### What the task requires
Your answer must be an exact copy of all the entries.

★ ★ ★ ★ ★ ★ ★

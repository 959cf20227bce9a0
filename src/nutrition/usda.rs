//! USDA FoodData Central search client.
//!
//! Only the `foods/search` endpoint is used, restricted to the "Foundation"
//! data type. A client owns its own connection pool, so building one per
//! request scopes the connections to that request.

use std::sync::Arc;

use async_trait::async_trait;
use serde::Deserialize;
use tracing::debug;

use crate::config::PlannerConfig;
use crate::error::{PlannerError, Result};
use crate::provider::http::build_client;

/// Data-quality tier requested from the search endpoint.
pub const FOUNDATION_DATA_TYPE: &str = "Foundation";

/// Search response: only the fields the resolver reads.
#[derive(Debug, Clone, Default, Deserialize, PartialEq)]
pub struct FoodSearchResponse {
    #[serde(default)]
    pub foods: Vec<FoodItem>,
}

/// One food item from a search, best match first.
#[derive(Debug, Clone, Default, Deserialize, PartialEq)]
#[serde(rename_all = "camelCase")]
pub struct FoodItem {
    #[serde(default)]
    pub fdc_id: Option<u64>,
    #[serde(default)]
    pub description: Option<String>,
    #[serde(default)]
    pub food_nutrients: Vec<FoodNutrient>,
}

/// A reported nutrient. `value` is kept untyped; non-numeric values are ignored.
#[derive(Debug, Clone, Default, Deserialize, PartialEq)]
#[serde(rename_all = "camelCase")]
pub struct FoodNutrient {
    #[serde(default)]
    pub nutrient_name: Option<String>,
    #[serde(default)]
    pub value: Option<serde_json::Value>,
    #[serde(default)]
    pub unit_name: Option<String>,
}

/// Free-text food search against a nutrient database.
#[async_trait]
pub trait FoodSearch: Send + Sync {
    /// Search for `query`; failures are reported as `LookupService` errors.
    async fn search_foods(&self, query: &str) -> Result<FoodSearchResponse>;
}

#[async_trait]
impl<T: FoodSearch + ?Sized> FoodSearch for Arc<T> {
    async fn search_foods(&self, query: &str) -> Result<FoodSearchResponse> {
        (**self).search_foods(query).await
    }
}

/// USDA `FoodData` Central API client.
pub struct UsdaClient {
    api_key: String,
    base_url: String,
    http_client: reqwest::Client,
}

impl UsdaClient {
    pub fn new(api_key: String, base_url: String, http_client: reqwest::Client) -> Self {
        Self {
            api_key,
            base_url,
            http_client,
        }
    }

    /// Open a lookup session with a fresh connection pool.
    pub fn session(config: &PlannerConfig) -> Result<Self> {
        Ok(Self::new(
            config.usda_api_key().to_string(),
            config.usda_base_url().to_string(),
            build_client(config.http_timeout())?,
        ))
    }
}

#[async_trait]
impl FoodSearch for UsdaClient {
    async fn search_foods(&self, query: &str) -> Result<FoodSearchResponse> {
        let url = format!("{}/foods/search", self.base_url);
        debug!(query, "USDA foods/search");

        let response = self
            .http_client
            .get(&url)
            .query(&[
                ("api_key", self.api_key.as_str()),
                ("query", query),
                ("dataType", FOUNDATION_DATA_TYPE),
            ])
            .send()
            .await
            .map_err(|e| PlannerError::lookup(query, e.to_string()))?;

        if !response.status().is_success() {
            return Err(PlannerError::lookup(
                query,
                format!(
                    "HTTP {}: {}",
                    response.status(),
                    response.text().await.unwrap_or_default()
                ),
            ));
        }

        response
            .json::<FoodSearchResponse>()
            .await
            .map_err(|e| PlannerError::lookup(query, format!("JSON parse error: {e}")))
    }
}
//! HTTP surface: a welcome route and the meal plan endpoint.

use std::net::SocketAddr;
use std::sync::Arc;

use axum::{
    extract::{rejection::JsonRejection, State},
    http::StatusCode,
    response::{IntoResponse, Response},
    routing::{get, post},
    Json, Router,
};
use serde_json::json;
use tracing::{error, info};

use crate::error::{ErrorKind, PlannerError, Result, QUOTA_EXCEEDED_MESSAGE};
use crate::planner::MealPlanner;
use crate::types::{MealPlanRequest, MealPlanResult};

pub const WELCOME_MESSAGE: &str =
    "Welcome to the Gut Health AI API! Use /docs to explore the endpoints.";

/// Quota exhaustion is reported as 429 rather than a 200 carrying an error
/// body, so clients can tell it apart from a plan by status alone.
impl IntoResponse for PlannerError {
    fn into_response(self) -> Response {
        let status =
            StatusCode::from_u16(self.status_code()).unwrap_or(StatusCode::INTERNAL_SERVER_ERROR);
        let body = match self.kind() {
            ErrorKind::QuotaExceeded => json!({ "error": QUOTA_EXCEEDED_MESSAGE }),
            _ => json!({ "detail": self.to_string() }),
        };
        (status, Json(body)).into_response()
    }
}

/// Meal plan routes.
pub struct MealPlanRoutes;

impl MealPlanRoutes {
    pub fn routes(planner: Arc<MealPlanner>) -> Router {
        Router::new()
            .route("/", get(Self::handle_home))
            .route("/generate_meal_plan", post(Self::handle_generate))
            .with_state(planner)
    }

    async fn handle_home() -> Json<serde_json::Value> {
        Json(json!({ "message": WELCOME_MESSAGE }))
    }

    /// Generate a plan. Bodies that do not deserialize into a request are
    /// answered like an out-of-range day: 422 with a `detail` message.
    async fn handle_generate(
        State(planner): State<Arc<MealPlanner>>,
        payload: std::result::Result<Json<MealPlanRequest>, JsonRejection>,
    ) -> std::result::Result<Json<MealPlanResult>, PlannerError> {
        let outcome = match payload {
            Ok(Json(request)) => planner.plan(&request).await.map(Json),
            Err(rejection) => Err(PlannerError::InvalidRequest(rejection.body_text())),
        };
        outcome.inspect_err(|e| error!(kind = %e.kind(), error = %e, "meal plan request failed"))
    }
}

/// Bind `addr` and serve until the process is stopped.
pub async fn serve(addr: SocketAddr, planner: Arc<MealPlanner>) -> Result<()> {
    let listener = tokio::net::TcpListener::bind(addr)
        .await
        .map_err(|e| PlannerError::Configuration(format!("cannot bind {addr}: {e}")))?;
    info!(%addr, "listening");

    axum::serve(listener, MealPlanRoutes::routes(planner))
        .await
        .map_err(|e| PlannerError::Configuration(format!("server error: {e}")))
}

★ ★ ★ ★ ★ ★ ★

### Task solution
repository 959cf20227bce9a0
filename src/nutrition/usda.rs
//! USDA FoodData Central search client.
//!
//! Only the `foods/search` endpoint is used, restricted to the "Foundation"
//! data type. A client owns its own connection pool, so building one per
//! request scopes the connections to that request.

use std::sync::Arc;

use async_trait::async_trait;
use serde::Deserialize;
use tracing::debug;

use crate::config::PlannerConfig;
use crate::error::{PlannerError, Result};
use crate::provider::http::build_client;

/// Data-quality tier requested from the search endpoint.
pub const FOUNDATION_DATA_TYPE: &str = "Foundation";

/// Search response: only the fields the resolver reads.
#[derive(Debug, Clone, Default, Deserialize, PartialEq)]
pub struct FoodSearchResponse {
    #[serde(default)]
    pub foods: Vec<FoodItem>,
}

/// One food item from a search, best match first.
#[derive(Debug, Clone, Default, Deserialize, PartialEq)]
#[serde(rename_all = "camelCase")]
pub struct FoodItem {
    #[serde(default)]
    pub fdc_id: Option<u64>,
    #[serde(default)]
    pub description: Option<String>,
    #[serde(default)]
    pub food_nutrients: Vec<FoodNutrient>,
}

/// A reported nutrient. `value` is kept untyped; non-numeric values are ignored.
#[derive(Debug, Clone, Default, Deserialize, PartialEq)]
#[serde(rename_all = "camelCase")]
pub struct FoodNutrient {
    #[serde(default)]
    pub nutrient_name: Option<String>,
    #[serde(default)]
    pub value: Option<serde_json::Value>,
    #[serde(default)]
    pub unit_name: Option<String>,
}

/// Free-text food search against a nutrient database.
#[async_trait]
pub trait FoodSearch: Send + Sync {
    /// Search for `query`; failures are reported as `LookupService` errors.
    async fn search_foods(&self, query: &str) -> Result<FoodSearchResponse>;
}

#[async_trait]
impl<T: FoodSearch + ?Sized> FoodSearch for Arc<T> {
    async fn search_foods(&self, query: &str) -> Result<FoodSearchResponse> {
        (**self).search_foods(query).await
    }
}

/// USDA `FoodData` Central API client.
pub struct UsdaClient {
    api_key: String,
    base_url: String,
    http_client: reqwest::Client,
}

impl UsdaClient {
    pub fn new(api_key: String, base_url: String, http_client: reqwest::Client) -> Self {
        Self {
            api_key,
            base_url,
            http_client,
        }
    }

    /// Open a lookup session with a fresh connection pool.
    pub fn session(config: &PlannerConfig) -> Result<Self> {
        Ok(Self::new(
            config.usda_api_key().to_string(),
            config.usda_base_url().to_string(),
            build_client(config.http_timeout())?,
        ))
    }
}

#[async_trait]
impl FoodSearch for UsdaClient {
    async fn search_foods(&self, query: &str) -> Result<FoodSearchResponse> {
        let url = format!("{}/foods/search", self.base_url);
        debug!(query, "USDA foods/search");

        let response = self
            .http_client
            .get(&url)
            .query(&[
                ("api_key", self.api_key.as_str()),
                ("query", query),
                ("dataType", FOUNDATION_DATA_TYPE),
            ])
            .send()
            .await
            .map_err(|e| PlannerError::lookup(query, e.to_string()))?;

        if !response.status().is_success() {
            return Err(PlannerError::lookup(
                query,
                format!(
                    "HTTP {}: {}",
                    response.status(),
                    response.text().await.unwrap_or_default()
                ),
            ));
        }

        response
            .json::<FoodSearchResponse>()
            .await
            .map_err(|e| PlannerError::lookup(query, format!("JSON parse error: {e}")))
    }
}
//! HTTP surface: a welcome route and the meal plan endpoint.

use std::net::SocketAddr;
use std::sync::Arc;

use axum::{
    extract::{rejection::JsonRejection, State},
    http::StatusCode,
    response::{IntoResponse, Response},
    routing::{get, post},
    Json, Router,
};
use serde_json::json;
use tracing::{error, info};

use crate::error::{ErrorKind, PlannerError, Result, QUOTA_EXCEEDED_MESSAGE};
use crate::planner::MealPlanner;
use crate::types::{MealPlanRequest, MealPlanResult};

pub const WELCOME_MESSAGE: &str =
    "Welcome to the Gut Health AI API! Use /docs to explore the endpoints.";

/// Quota exhaustion is reported as 429 rather than a 200 carrying an error
/// body, so clients can tell it apart from a plan by status alone.
impl IntoResponse for PlannerError {
    fn into_response(self) -> Response {
        let status =
            StatusCode::from_u16(self.status_code()).unwrap_or(StatusCode::INTERNAL_SERVER_ERROR);
        let body = match self.kind() {
            ErrorKind::QuotaExceeded => json!({ "error": QUOTA_EXCEEDED_MESSAGE }),
            _ => json!({ "detail": self.to_string() }),
        };
        (status, Json(body)).into_response()
    }
}

/// Meal plan routes.
pub struct MealPlanRoutes;

impl MealPlanRoutes {
    pub fn routes(planner: Arc<MealPlanner>) -> Router {
        Router::new()
            .route("/", get(Self::handle_home))
            .route("/generate_meal_plan", post(Self::handle_generate))
            .with_state(planner)
    }

    async fn handle_home() -> Json<serde_json::Value> {
        Json(json!({ "message": WELCOME_MESSAGE }))
    }

    /// Generate a plan. Bodies that do not deserialize into a request are
    /// answered like an out-of-range day: 422 with a `detail` message.
    async fn handle_generate(
        State(planner): State<Arc<MealPlanner>>,
        payload: std::result::Result<Json<MealPlanRequest>, JsonRejection>,
    ) -> std::result::Result<Json<MealPlanResult>, PlannerError> {
        let outcome = match payload {
            Ok(Json(request)) => planner.plan(&request).await.map(Json),
            Err(rejection) => Err(PlannerError::InvalidRequest(rejection.body_text())),
        };
        outcome.inspect_err(|e| error!(kind = %e.kind(), error = %e, "meal plan request failed"))
    }
}

/// Bind `addr` and serve until the process is stopped.
pub async fn serve(addr: SocketAddr, planner: Arc<MealPlanner>) -> Result<()> {
    let listener = tokio::net::TcpListener::bind(addr)
        .await
        .map_err(|e| PlannerError::Configuration(format!("cannot bind {addr}: {e}")))?;
    info!(%addr, "listening");

    axum::serve(listener, MealPlanRoutes::routes(planner))
        .await
        .map_err(|e| PlannerError::Configuration(format!("server error: {e}")))
}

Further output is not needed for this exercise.